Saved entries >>
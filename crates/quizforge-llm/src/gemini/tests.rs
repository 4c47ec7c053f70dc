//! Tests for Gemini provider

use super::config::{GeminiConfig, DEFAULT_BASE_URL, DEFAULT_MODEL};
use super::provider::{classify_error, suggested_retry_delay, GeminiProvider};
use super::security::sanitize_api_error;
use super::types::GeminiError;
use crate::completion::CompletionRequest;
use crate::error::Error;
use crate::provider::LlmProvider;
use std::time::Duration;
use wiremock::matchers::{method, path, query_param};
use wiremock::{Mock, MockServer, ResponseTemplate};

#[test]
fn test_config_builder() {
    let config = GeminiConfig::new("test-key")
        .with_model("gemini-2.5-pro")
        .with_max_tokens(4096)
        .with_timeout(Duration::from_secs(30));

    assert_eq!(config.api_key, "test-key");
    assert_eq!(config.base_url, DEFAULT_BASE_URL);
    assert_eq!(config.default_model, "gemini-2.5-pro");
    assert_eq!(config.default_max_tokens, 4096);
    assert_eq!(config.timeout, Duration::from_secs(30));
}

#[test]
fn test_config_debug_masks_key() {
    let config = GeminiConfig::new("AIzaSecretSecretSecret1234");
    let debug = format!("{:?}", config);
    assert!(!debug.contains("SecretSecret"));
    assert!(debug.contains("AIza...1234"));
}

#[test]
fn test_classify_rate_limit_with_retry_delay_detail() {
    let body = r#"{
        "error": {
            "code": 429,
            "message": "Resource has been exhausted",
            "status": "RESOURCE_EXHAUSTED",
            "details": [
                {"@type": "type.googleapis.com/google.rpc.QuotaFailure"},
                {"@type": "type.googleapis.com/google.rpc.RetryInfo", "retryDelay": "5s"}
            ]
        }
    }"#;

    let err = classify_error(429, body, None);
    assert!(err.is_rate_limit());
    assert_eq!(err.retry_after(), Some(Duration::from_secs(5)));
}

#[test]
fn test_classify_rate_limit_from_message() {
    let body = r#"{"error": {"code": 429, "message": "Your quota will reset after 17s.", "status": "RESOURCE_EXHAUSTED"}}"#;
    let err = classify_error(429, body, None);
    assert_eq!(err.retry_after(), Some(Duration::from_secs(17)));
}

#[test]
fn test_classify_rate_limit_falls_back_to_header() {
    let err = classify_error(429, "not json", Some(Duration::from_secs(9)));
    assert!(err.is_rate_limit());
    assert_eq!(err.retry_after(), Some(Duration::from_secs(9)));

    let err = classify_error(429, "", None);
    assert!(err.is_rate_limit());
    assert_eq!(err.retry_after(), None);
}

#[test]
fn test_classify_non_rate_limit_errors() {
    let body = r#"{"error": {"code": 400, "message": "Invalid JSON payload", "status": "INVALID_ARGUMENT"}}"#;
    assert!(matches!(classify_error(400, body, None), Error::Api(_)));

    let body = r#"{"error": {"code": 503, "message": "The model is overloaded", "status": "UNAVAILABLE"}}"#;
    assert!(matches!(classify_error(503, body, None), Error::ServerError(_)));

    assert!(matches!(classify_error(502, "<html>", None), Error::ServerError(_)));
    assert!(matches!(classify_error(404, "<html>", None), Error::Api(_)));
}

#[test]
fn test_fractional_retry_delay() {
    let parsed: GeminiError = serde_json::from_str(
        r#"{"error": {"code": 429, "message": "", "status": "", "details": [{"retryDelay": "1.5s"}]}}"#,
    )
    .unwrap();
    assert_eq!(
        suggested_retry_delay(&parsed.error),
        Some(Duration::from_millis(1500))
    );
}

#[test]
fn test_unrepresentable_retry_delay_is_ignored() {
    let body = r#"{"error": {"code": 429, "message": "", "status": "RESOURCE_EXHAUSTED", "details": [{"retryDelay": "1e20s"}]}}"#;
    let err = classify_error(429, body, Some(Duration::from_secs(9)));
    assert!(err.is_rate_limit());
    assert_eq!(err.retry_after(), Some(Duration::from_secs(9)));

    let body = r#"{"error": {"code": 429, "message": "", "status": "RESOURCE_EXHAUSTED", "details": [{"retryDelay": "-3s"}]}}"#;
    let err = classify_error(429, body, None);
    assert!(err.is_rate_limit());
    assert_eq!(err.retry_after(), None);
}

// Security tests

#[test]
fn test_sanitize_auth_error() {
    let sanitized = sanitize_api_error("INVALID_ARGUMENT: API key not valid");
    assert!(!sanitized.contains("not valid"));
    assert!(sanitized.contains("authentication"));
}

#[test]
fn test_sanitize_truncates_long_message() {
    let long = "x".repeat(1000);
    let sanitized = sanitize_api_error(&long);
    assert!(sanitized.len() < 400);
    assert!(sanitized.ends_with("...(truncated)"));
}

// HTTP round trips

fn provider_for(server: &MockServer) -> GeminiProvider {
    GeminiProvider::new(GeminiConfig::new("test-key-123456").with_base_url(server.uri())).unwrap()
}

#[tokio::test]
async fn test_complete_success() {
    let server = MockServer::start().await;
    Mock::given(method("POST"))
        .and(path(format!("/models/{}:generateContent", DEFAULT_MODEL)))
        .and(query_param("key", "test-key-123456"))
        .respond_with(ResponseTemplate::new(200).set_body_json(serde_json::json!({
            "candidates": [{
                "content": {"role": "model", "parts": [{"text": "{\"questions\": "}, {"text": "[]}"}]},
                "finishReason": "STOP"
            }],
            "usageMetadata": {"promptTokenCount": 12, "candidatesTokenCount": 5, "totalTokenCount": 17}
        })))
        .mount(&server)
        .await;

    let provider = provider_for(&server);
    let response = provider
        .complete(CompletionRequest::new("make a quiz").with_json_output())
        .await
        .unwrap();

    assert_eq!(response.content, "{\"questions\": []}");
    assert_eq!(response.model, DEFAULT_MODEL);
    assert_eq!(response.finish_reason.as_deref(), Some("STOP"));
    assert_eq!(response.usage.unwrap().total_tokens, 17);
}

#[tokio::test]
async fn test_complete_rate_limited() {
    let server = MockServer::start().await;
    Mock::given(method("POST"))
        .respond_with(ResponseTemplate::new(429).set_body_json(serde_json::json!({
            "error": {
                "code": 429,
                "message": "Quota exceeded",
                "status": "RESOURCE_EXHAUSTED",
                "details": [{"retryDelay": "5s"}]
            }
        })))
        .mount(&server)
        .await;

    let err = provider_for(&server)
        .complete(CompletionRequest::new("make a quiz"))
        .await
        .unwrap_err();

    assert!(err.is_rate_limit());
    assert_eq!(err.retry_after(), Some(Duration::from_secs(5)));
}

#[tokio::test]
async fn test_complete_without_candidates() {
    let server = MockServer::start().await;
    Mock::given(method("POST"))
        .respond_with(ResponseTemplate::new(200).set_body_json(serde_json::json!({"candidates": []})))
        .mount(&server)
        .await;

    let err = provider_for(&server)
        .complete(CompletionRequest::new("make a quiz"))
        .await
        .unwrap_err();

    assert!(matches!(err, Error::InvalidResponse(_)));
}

Task instructions >>
The data, all of it, should be transcribed exactly.

Solved problem >>
filename crates/quizforge-llm/src/gemini/tests.rs
repository 4c47ec7c053f70dc
//! Tests for Gemini provider

use super::config::{GeminiConfig, DEFAULT_BASE_URL, DEFAULT_MODEL};
use super::provider::{classify_error, suggested_retry_delay, GeminiProvider};
use super::security::sanitize_api_error;
use super::types::GeminiError;
use crate::completion::CompletionRequest;
use crate::error::Error;
use crate::provider::LlmProvider;
use std::time::Duration;
use wiremock::matchers::{method, path, query_param};
use wiremock::{Mock, MockServer, ResponseTemplate};

#[test]
fn test_config_builder() {
    let config = GeminiConfig::new("test-key")
        .with_model("gemini-2.5-pro")
        .with_max_tokens(4096)
        .with_timeout(Duration::from_secs(30));

    assert_eq!(config.api_key, "test-key");
    assert_eq!(config.base_url, DEFAULT_BASE_URL);
    assert_eq!(config.default_model, "gemini-2.5-pro");
    assert_eq!(config.default_max_tokens, 4096);
    assert_eq!(config.timeout, Duration::from_secs(30));
}

#[test]
fn test_config_debug_masks_key() {
    let config = GeminiConfig::new("AIzaSecretSecretSecret1234");
    let debug = format!("{:?}", config);
    assert!(!debug.contains("SecretSecret"));
    assert!(debug.contains("AIza...1234"));
}

#[test]
fn test_classify_rate_limit_with_retry_delay_detail() {
    let body = r#"{
        "error": {
            "code": 429,
            "message": "Resource has been exhausted",
            "status": "RESOURCE_EXHAUSTED",
            "details": [
                {"@type": "type.googleapis.com/google.rpc.QuotaFailure"},
                {"@type": "type.googleapis.com/google.rpc.RetryInfo", "retryDelay": "5s"}
            ]
        }
    }"#;

    let err = classify_error(429, body, None);
    assert!(err.is_rate_limit());
    assert_eq!(err.retry_after(), Some(Duration::from_secs(5)));
}

#[test]
fn test_classify_rate_limit_from_message() {
    let body = r#"{"error": {"code": 429, "message": "Your quota will reset after 17s.", "status": "RESOURCE_EXHAUSTED"}}"#;
    let err = classify_error(429, body, None);
    assert_eq!(err.retry_after(), Some(Duration::from_secs(17)));
}

#[test]
fn test_classify_rate_limit_falls_back_to_header() {
    let err = classify_error(429, "not json", Some(Duration::from_secs(9)));
    assert!(err.is_rate_limit());
    assert_eq!(err.retry_after(), Some(Duration::from_secs(9)));

    let err = classify_error(429, "", None);
    assert!(err.is_rate_limit());
    assert_eq!(err.retry_after(), None);
}

#[test]
fn test_classify_non_rate_limit_errors() {
    let body = r#"{"error": {"code": 400, "message": "Invalid JSON payload", "status": "INVALID_ARGUMENT"}}"#;
    assert!(matches!(classify_error(400, body, None), Error::Api(_)));

    let body = r#"{"error": {"code": 503, "message": "The model is overloaded", "status": "UNAVAILABLE"}}"#;
    assert!(matches!(classify_error(503, body, None), Error::ServerError(_)));

    assert!(matches!(classify_error(502, "<html>", None), Error::ServerError(_)));
    assert!(matches!(classify_error(404, "<html>", None), Error::Api(_)));
}

#[test]
fn test_fractional_retry_delay() {
    let parsed: GeminiError = serde_json::from_str(
        r#"{"error": {"code": 429, "message": "", "status": "", "details": [{"retryDelay": "1.5s"}]}}"#,
    )
    .unwrap();
    assert_eq!(
        suggested_retry_delay(&parsed.error),
        Some(Duration::from_millis(1500))
    );
}

#[test]
fn test_unrepresentable_retry_delay_is_ignored() {
    let body = r#"{"error": {"code": 429, "message": "", "status": "RESOURCE_EXHAUSTED", "details": [{"retryDelay": "1e20s"}]}}"#;
    let err = classify_error(429, body, Some(Duration::from_secs(9)));
    assert!(err.is_rate_limit());
    assert_eq!(err.retry_after(), Some(Duration::from_secs(9)));

    let body = r#"{"error": {"code": 429, "message": "", "status": "RESOURCE_EXHAUSTED", "details": [{"retryDelay": "-3s"}]}}"#;
    let err = classify_error(429, body, None);
    assert!(err.is_rate_limit());
    assert_eq!(err.retry_after(), None);
}

// Security tests

#[test]
fn test_sanitize_auth_error() {
    let sanitized = sanitize_api_error("INVALID_ARGUMENT: API key not valid");
    assert!(!sanitized.contains("not valid"));
    assert!(sanitized.contains("authentication"));
}

#[test]
fn test_sanitize_truncates_long_message() {
    let long = "x".repeat(1000);
    let sanitized = sanitize_api_error(&long);
    assert!(sanitized.len() < 400);
    assert!(sanitized.ends_with("...(truncated)"));
}

// HTTP round trips

fn provider_for(server: &MockServer) -> GeminiProvider {
    GeminiProvider::new(GeminiConfig::new("test-key-123456").with_base_url(server.uri())).unwrap()
}

#[tokio::test]
async fn test_complete_success() {
    let server = MockServer::start().await;
    Mock::given(method("POST"))
        .and(path(format!("/models/{}:generateContent", DEFAULT_MODEL)))
        .and(query_param("key", "test-key-123456"))
        .respond_with(ResponseTemplate::new(200).set_body_json(serde_json::json!({
            "candidates": [{
                "content": {"role": "model", "parts": [{"text": "{\"questions\": "}, {"text": "[]}"}]},
                "finishReason": "STOP"
            }],
            "usageMetadata": {"promptTokenCount": 12, "candidatesTokenCount": 5, "totalTokenCount": 17}
        })))
        .mount(&server)
        .await;

    let provider = provider_for(&server);
    let response = provider
        .complete(CompletionRequest::new("make a quiz").with_json_output())
        .await
        .unwrap();

    assert_eq!(response.content, "{\"questions\": []}");
    assert_eq!(response.model, DEFAULT_MODEL);
    assert_eq!(response.finish_reason.as_deref(), Some("STOP"));
    assert_eq!(response.usage.unwrap().total_tokens, 17);
}

#[tokio::test]
async fn test_complete_rate_limited() {
    let server = MockServer::start().await;
    Mock::given(method("POST"))
        .respond_with(ResponseTemplate::new(429).set_body_json(serde_json::json!({
            "error": {
                "code": 429,
                "message": "Quota exceeded",
                "status": "RESOURCE_EXHAUSTED",
                "details": [{"retryDelay": "5s"}]
            }
        })))
        .mount(&server)
        .await;

    let err = provider_for(&server)
        .complete(CompletionRequest::new("make a quiz"))
        .await
        .unwrap_err();

    assert!(err.is_rate_limit());
    assert_eq!(err.retry_after(), Some(Duration::from_secs(5)));
}

#[tokio::test]
async fn test_complete_without_candidates() {
    let server = MockServer::start().await;
    Mock::given(method("POST"))
        .respond_with(ResponseTemplate::new(200).set_body_json(serde_json::json!({"candidates": []})))
        .mount(&server)
        .await;

    let err = provider_for(&server)
        .complete(CompletionRequest::new("make a quiz"))
        .await
        .unwrap_err();

    assert!(matches!(err, Error::InvalidResponse(_)));
}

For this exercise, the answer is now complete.